Brief:
Output only the lines of the entries that follow, starting at the one with "v * v / 2.0 - MU_EARTH_KM3_S2 / r" and running down to the one with "let mu = MU_EARTH_KM3_S2;", both included and unchanged.

Listed records START

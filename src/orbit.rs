// Orbit State Model - Position/velocity state and classical orbital elements
// Altitude, vis-viva semi-major axis, and full two-body element derivation

use chrono::{DateTime, Utc};
use serde::{Deserialize, Serialize};
use std::f64::consts::PI;
use tracing::debug;

use crate::physics_engine::{
    Vector3D, EARTH_RADIUS_KM, MU_EARTH_KM3_S2, REFERENCE_ORBIT_RADIUS_KM,
    REFERENCE_ORBIT_SPEED_KM_S,
};

/// Placeholder eccentricity reported by the vis-viva derivation
pub const PLACEHOLDER_ECCENTRICITY: f64 = 0.001;

/// Placeholder inclination reported by the vis-viva derivation (deg)
pub const PLACEHOLDER_INCLINATION_DEG: f64 = 51.6;

/// Below this, eccentricity and node-line magnitude are treated as zero
const SINGULARITY_TOLERANCE: f64 = 1e-9;

// =============================================================================
// KEPLERIAN ORBITAL ELEMENTS
// =============================================================================

/// How the shape and orientation elements of an `OrbitElements` were produced
#[derive(Debug, Clone, Copy, PartialEq, Eq, Serialize, Deserialize)]
#[serde(rename_all = "snake_case")]
pub enum ElementDerivation {
    /// Only the semi-major axis comes from the state; the rest are fixed values
    VisVivaPlaceholder,
    /// Every element is computed from the position and velocity vectors
    TwoBody,
}

#[derive(Debug, Clone, PartialEq, Serialize, Deserialize)]
pub struct OrbitElements {
    /// Semi-major axis (km), negative for unbound states
    pub semi_major_axis: f64,
    pub eccentricity: f64,
    /// Inclination (deg)
    pub inclination: f64,
    /// Right ascension of the ascending node (deg)
    pub raan: f64,
    /// Argument of perigee (deg)
    #[serde(rename = "argument_perigee")]
    pub argument_of_perigee: f64,
    /// True anomaly (deg)
    pub true_anomaly: f64,
    pub epoch: DateTime<Utc>,
    pub derivation: ElementDerivation,
}

impl OrbitElements {
    /// Orbital period in seconds, `None` when the orbit is not bound
    pub fn period_seconds(&self) -> Option<f64> {
        if self.semi_major_axis <= 0.0 || self.eccentricity >= 1.0 {
            return None;
        }
        Some(2.0 * PI * (self.semi_major_axis.powi(3) / MU_EARTH_KM3_S2).sqrt())
    }

    /// True when every element was computed from the state vectors
    pub fn is_physically_derived(&self) -> bool {
        self.derivation == ElementDerivation::TwoBody
    }
}

// =============================================================================
// ORBIT STATE (Position + Velocity + Elements)
// =============================================================================

#[derive(Debug, Clone, PartialEq, Serialize, Deserialize)]
pub struct OrbitState {
    pub position: Vector3D, // km, inertial frame
    pub velocity: Vector3D, // km/s
    pub elements: OrbitElements,
}

impl OrbitState {
    pub fn altitude_km(&self) -> f64 {
        compute_altitude(&self.position)
    }

    pub fn speed_km_s(&self) -> f64 {
        self.velocity.magnitude()
    }
}

/// Current orbit of a satellite.
///
/// There is no telemetry source behind this yet: every satellite gets the same
/// reference circular LEO state (r = 6800 km, v = 7.66 km/s tangential) and only
/// the element epoch follows `at`. `satellite_id` is accepted so callers already
/// route per-satellite requests through here.
pub fn get_current_orbit(satellite_id: &str, at: DateTime<Utc>) -> OrbitState {
    debug!(satellite_id = %satellite_id, epoch = %at, "Resolving reference orbit");

    OrbitState {
        position: Vector3D::new(REFERENCE_ORBIT_RADIUS_KM, 0.0, 0.0),
        velocity: Vector3D::new(0.0, REFERENCE_ORBIT_SPEED_KM_S, 0.0),
        elements: OrbitElements {
            semi_major_axis: REFERENCE_ORBIT_RADIUS_KM,
            eccentricity: PLACEHOLDER_ECCENTRICITY,
            inclination: PLACEHOLDER_INCLINATION_DEG,
            raan: 0.0,
            argument_of_perigee: 0.0,
            true_anomaly: 0.0,
            epoch: at,
            derivation: ElementDerivation::VisVivaPlaceholder,
        },
    }
}

/// Height above the mean Earth radius (km)
pub fn compute_altitude(position: &Vector3D) -> f64 {
    position.magnitude() - EARTH_RADIUS_KM
}

/// Specific orbital energy ε = v²/2 - μ/r (km²/s²)
pub fn specific_energy(position: &Vector3D, velocity: &Vector3D) -> f64 {
    let r = position.magnitude();
    let v = velocity.magnitude();
    v * v / 2.0 - MU_EARTH_KM3_S2 / r
}

/// Elements from the vis-viva relation.
///
/// Only the semi-major axis a = -μ/(2ε) is computed from the state. Eccentricity,
/// inclination and the angles are fixed placeholder values, and the record is
/// tagged `ElementDerivation::VisVivaPlaceholder` so it cannot be mistaken for a
/// full derivation. Use `derive_classical_elements` for real geometry.
pub fn derive_elements(
    position: &Vector3D,
    velocity: &Vector3D,
    epoch: DateTime<Utc>,
) -> OrbitElements {
    let energy = specific_energy(position, velocity);

    OrbitElements {
        semi_major_axis: -MU_EARTH_KM3_S2 / (2.0 * energy),
        eccentricity: PLACEHOLDER_ECCENTRICITY,
        inclination: PLACEHOLDER_INCLINATION_DEG,
        raan: 0.0,
        argument_of_perigee: 0.0,
        true_anomaly: 0.0,
        epoch,
        derivation: ElementDerivation::VisVivaPlaceholder,
    }
}

/// Full classical elements from a two-body state vector.
///
/// Uses the specific angular momentum h = r × v, the node vector n = k × h and
/// the eccentricity vector. Angles that are undefined for circular or equatorial
/// orbits fall back as follows:
/// - equatorial: RAAN = 0, argument of perigee is the longitude of perigee
/// - circular inclined: argument of perigee = 0, true anomaly is the argument of latitude
/// - circular equatorial: both 0, true anomaly is the true longitude
pub fn derive_classical_elements(
    position: &Vector3D,
    velocity: &Vector3D,
    epoch: DateTime<Utc>,
) -> OrbitElements {
    let mu = MU_EARTH_KM3_S2;
    let r = position.magnitude();
    let v = velocity.magnitude();
    let r_dot_v = position.dot(velocity);

    let h = position.cross(velocity);
    let h_mag = h.magnitude();
    let node = Vector3D::new(-h.y, h.x, 0.0);
    let node_mag = node.magnitude();

    let e_vec = position
        .scale(v * v - mu / r)
        .subtract(&velocity.scale(r_dot_v))
        .scale(1.0 / mu);
    let e = e_vec.magnitude();

    let energy = v * v / 2.0 - mu / r;
    let semi_major_axis = -mu / (2.0 * energy);

    let inclination = if h_mag > 0.0 {
        acos_deg(h.z / h_mag)
    } else {
        0.0
    };

    let equatorial = h_mag == 0.0 || node_mag / h_mag < SINGULARITY_TOLERANCE;
    let circular = e < SINGULARITY_TOLERANCE;

    let raan = if equatorial {
        0.0
    } else {
        let angle = acos_deg(node.x / node_mag);
        if node.y < 0.0 {
            360.0 - angle
        } else {
            angle
        }
    };

    let argument_of_perigee = match (circular, equatorial) {
        (true, _) => 0.0,
        (false, false) => {
            let angle = acos_deg(node.dot(&e_vec) / (node_mag * e));
            if e_vec.z < 0.0 {
                360.0 - angle
            } else {
                angle
            }
        }
        (false, true) => {
            let longitude = e_vec.y.atan2(e_vec.x).to_degrees();
            let longitude = if h.z < 0.0 { -longitude } else { longitude };
            wrap_degrees(longitude)
        }
    };

    let true_anomaly = match (circular, equatorial) {
        (false, _) => {
            let angle = acos_deg(e_vec.dot(position) / (e * r));
            if r_dot_v < 0.0 {
                360.0 - angle
            } else {
                angle
            }
        }
        (true, false) => {
            let angle = acos_deg(node.dot(position) / (node_mag * r));
            if position.z < 0.0 {
                360.0 - angle
            } else {
                angle
            }
        }
        (true, true) => {
            let angle = acos_deg(position.x / r);
            let prograde_side = if h.z < 0.0 { -position.y } else { position.y };
            if prograde_side < 0.0 {
                360.0 - angle
            } else {
                angle
            }
        }
    };

    OrbitElements {
        semi_major_axis,
        eccentricity: e,
        inclination,
        raan,
        argument_of_perigee,
        true_anomaly,
        epoch,
        derivation: ElementDerivation::TwoBody,
    }
}

fn acos_deg(cosine: f64) -> f64 {
    cosine.clamp(-1.0, 1.0).acos().to_degrees()
}

fn wrap_degrees(angle: f64) -> f64 {
    let wrapped = angle.rem_euclid(360.0);
    if wrapped >= 360.0 {
        0.0
    } else {
        wrapped
    }
}

// =============================================================================
// TESTS
// =============================================================================

#[cfg(test)]
mod tests {
    use super::*;
    use approx::assert_relative_eq;
    use chrono::TimeZone;

    fn epoch() -> DateTime<Utc> {
        Utc.with_ymd_and_hms(2025, 10, 4, 12, 0, 0).unwrap()
    }

    fn circular_speed(radius_km: f64) -> f64 {
        (MU_EARTH_KM3_S2 / radius_km).sqrt()
    }

    #[test]
    fn test_altitude_of_reference_radius() {
        let alt = compute_altitude(&Vector3D::new(6800.0, 0.0, 0.0));
        assert_relative_eq!(alt, 429.0, epsilon = 1e-9);
    }

    #[test]
    fn test_altitude_uses_full_magnitude() {
        let alt = compute_altitude(&Vector3D::new(3600.0, 4800.0, 3200.0));
        assert_relative_eq!(alt, 6800.0 - EARTH_RADIUS_KM, epsilon = 1e-9);
    }

    #[test]
    fn test_current_orbit_ignores_satellite_id() {
        let a = get_current_orbit("SAT-1", epoch());
        let b = get_current_orbit("STARLINK-32713", epoch());
        assert_eq!(a, b);
        assert_relative_eq!(a.altitude_km(), 429.0, epsilon = 1e-9);
        assert_relative_eq!(a.speed_km_s(), 7.66);
        assert_eq!(a.elements.epoch, epoch());
        assert_eq!(a.elements.derivation, ElementDerivation::VisVivaPlaceholder);
    }

    #[test]
    fn test_vis_viva_semi_major_axis() {
        let r = 7000.0;
        let position = Vector3D::new(r, 0.0, 0.0);
        let velocity = Vector3D::new(0.0, circular_speed(r), 0.0);
        let elements = derive_elements(&position, &velocity, epoch());

        assert_relative_eq!(elements.semi_major_axis, r, max_relative = 1e-12);
        assert_relative_eq!(elements.eccentricity, PLACEHOLDER_ECCENTRICITY);
        assert_relative_eq!(elements.inclination, PLACEHOLDER_INCLINATION_DEG);
        assert!(!elements.is_physically_derived());
    }

    #[test]
    fn test_vis_viva_faster_means_larger_orbit() {
        let position = Vector3D::new(6800.0, 0.0, 0.0);
        let slow = derive_elements(&position, &Vector3D::new(0.0, 7.66, 0.0), epoch());
        let fast = derive_elements(&position, &Vector3D::new(0.1, 7.66, 0.0), epoch());
        assert!(fast.semi_major_axis > slow.semi_major_axis);
    }

    #[test]
    fn test_unbound_state_has_no_period() {
        let position = Vector3D::new(6800.0, 0.0, 0.0);
        let escape = (2.0 * MU_EARTH_KM3_S2 / 6800.0).sqrt();
        let elements = derive_elements(&position, &Vector3D::new(0.0, escape * 1.1, 0.0), epoch());
        assert!(elements.semi_major_axis < 0.0);
        assert!(elements.period_seconds().is_none());
    }

    #[test]
    fn test_period_of_reference_orbit() {
        let state = get_current_orbit("SAT-1", epoch());
        let period = state.elements.period_seconds().unwrap();
        // ~93 minutes for a 6800 km orbit
        assert_relative_eq!(period / 60.0, 93.01, epsilon = 0.01);
    }

    #[test]
    fn test_classical_reference_state() {
        let state = get_current_orbit("SAT-1", epoch());
        let elements = derive_classical_elements(&state.position, &state.velocity, epoch());

        assert!(elements.is_physically_derived());
        assert!(elements.eccentricity > 0.0009 && elements.eccentricity < 0.0011);
        assert_relative_eq!(elements.inclination, 0.0, epsilon = 1e-9);
        assert_relative_eq!(elements.raan, 0.0);
        // Slightly super-circular, so the current point is perigee
        assert_relative_eq!(elements.argument_of_perigee, 0.0, epsilon = 1e-6);
        assert_relative_eq!(elements.true_anomaly, 0.0, epsilon = 1e-6);
    }

    #[test]
    fn test_classical_inclined_circular() {
        let r = 7000.0;
        let inc = 51.6_f64.to_radians();
        let v = circular_speed(r);
        let position = Vector3D::new(0.0, r, 0.0);
        let velocity = Vector3D::new(-v * inc.cos(), 0.0, v * inc.sin());
        let elements = derive_classical_elements(&position, &velocity, epoch());

        assert_relative_eq!(elements.semi_major_axis, r, max_relative = 1e-9);
        assert!(elements.eccentricity < 1e-9);
        assert_relative_eq!(elements.inclination, 51.6, epsilon = 1e-9);
        assert_relative_eq!(elements.raan, 90.0, epsilon = 1e-9);
        assert_relative_eq!(elements.argument_of_perigee, 0.0);
        // Sitting on the ascending node
        assert_relative_eq!(elements.true_anomaly, 0.0, epsilon = 1e-6);
    }

    #[test]
    fn test_classical_eccentric_at_perigee() {
        let r = 7000.0;
        let position = Vector3D::new(r, 0.0, 0.0);
        let velocity = Vector3D::new(0.0, 1.1 * circular_speed(r), 0.0);
        let elements = derive_classical_elements(&position, &velocity, epoch());

        assert_relative_eq!(elements.eccentricity, 0.21, epsilon = 1e-9);
        assert_relative_eq!(elements.semi_major_axis, r / (1.0 - 0.21), max_relative = 1e-9);
        assert_relative_eq!(elements.true_anomaly, 0.0, epsilon = 1e-6);
        assert_relative_eq!(elements.argument_of_perigee, 0.0, epsilon = 1e-6);
    }

    #[test]
    fn test_classical_true_anomaly_after_apogee() {
        // Moving toward Earth on an eccentric orbit: true anomaly in (180, 360)
        let position = Vector3D::new(7000.0, 0.0, 0.0);
        let velocity = Vector3D::new(-1.0, 7.9, 0.0);
        let elements = derive_classical_elements(&position, &velocity, epoch());
        assert!(elements.true_anomaly > 180.0 && elements.true_anomaly < 360.0);
    }

    #[test]
    fn test_wrap_degrees() {
        assert_relative_eq!(wrap_degrees(-90.0), 270.0);
        assert_relative_eq!(wrap_degrees(360.0), 0.0);
        assert_relative_eq!(wrap_degrees(45.0), 45.0);
    }
}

Listed records END

Task solution:
    v * v / 2.0 - MU_EARTH_KM3_S2 / r
}

/// Elements from the vis-viva relation.
///
/// Only the semi-major axis a = -μ/(2ε) is computed from the state. Eccentricity,
/// inclination and the angles are fixed placeholder values, and the record is
/// tagged `ElementDerivation::VisVivaPlaceholder` so it cannot be mistaken for a
/// full derivation. Use `derive_classical_elements` for real geometry.
pub fn derive_elements(
    position: &Vector3D,
    velocity: &Vector3D,
    epoch: DateTime<Utc>,
) -> OrbitElements {
    let energy = specific_energy(position, velocity);

    OrbitElements {
        semi_major_axis: -MU_EARTH_KM3_S2 / (2.0 * energy),
        eccentricity: PLACEHOLDER_ECCENTRICITY,
        inclination: PLACEHOLDER_INCLINATION_DEG,
        raan: 0.0,
        argument_of_perigee: 0.0,
        true_anomaly: 0.0,
        epoch,
        derivation: ElementDerivation::VisVivaPlaceholder,
    }
}

/// Full classical elements from a two-body state vector.
///
/// Uses the specific angular momentum h = r × v, the node vector n = k × h and
/// the eccentricity vector. Angles that are undefined for circular or equatorial
/// orbits fall back as follows:
/// - equatorial: RAAN = 0, argument of perigee is the longitude of perigee
/// - circular inclined: argument of perigee = 0, true anomaly is the argument of latitude
/// - circular equatorial: both 0, true anomaly is the true longitude
pub fn derive_classical_elements(
    position: &Vector3D,
    velocity: &Vector3D,
    epoch: DateTime<Utc>,
) -> OrbitElements {
    let mu = MU_EARTH_KM3_S2;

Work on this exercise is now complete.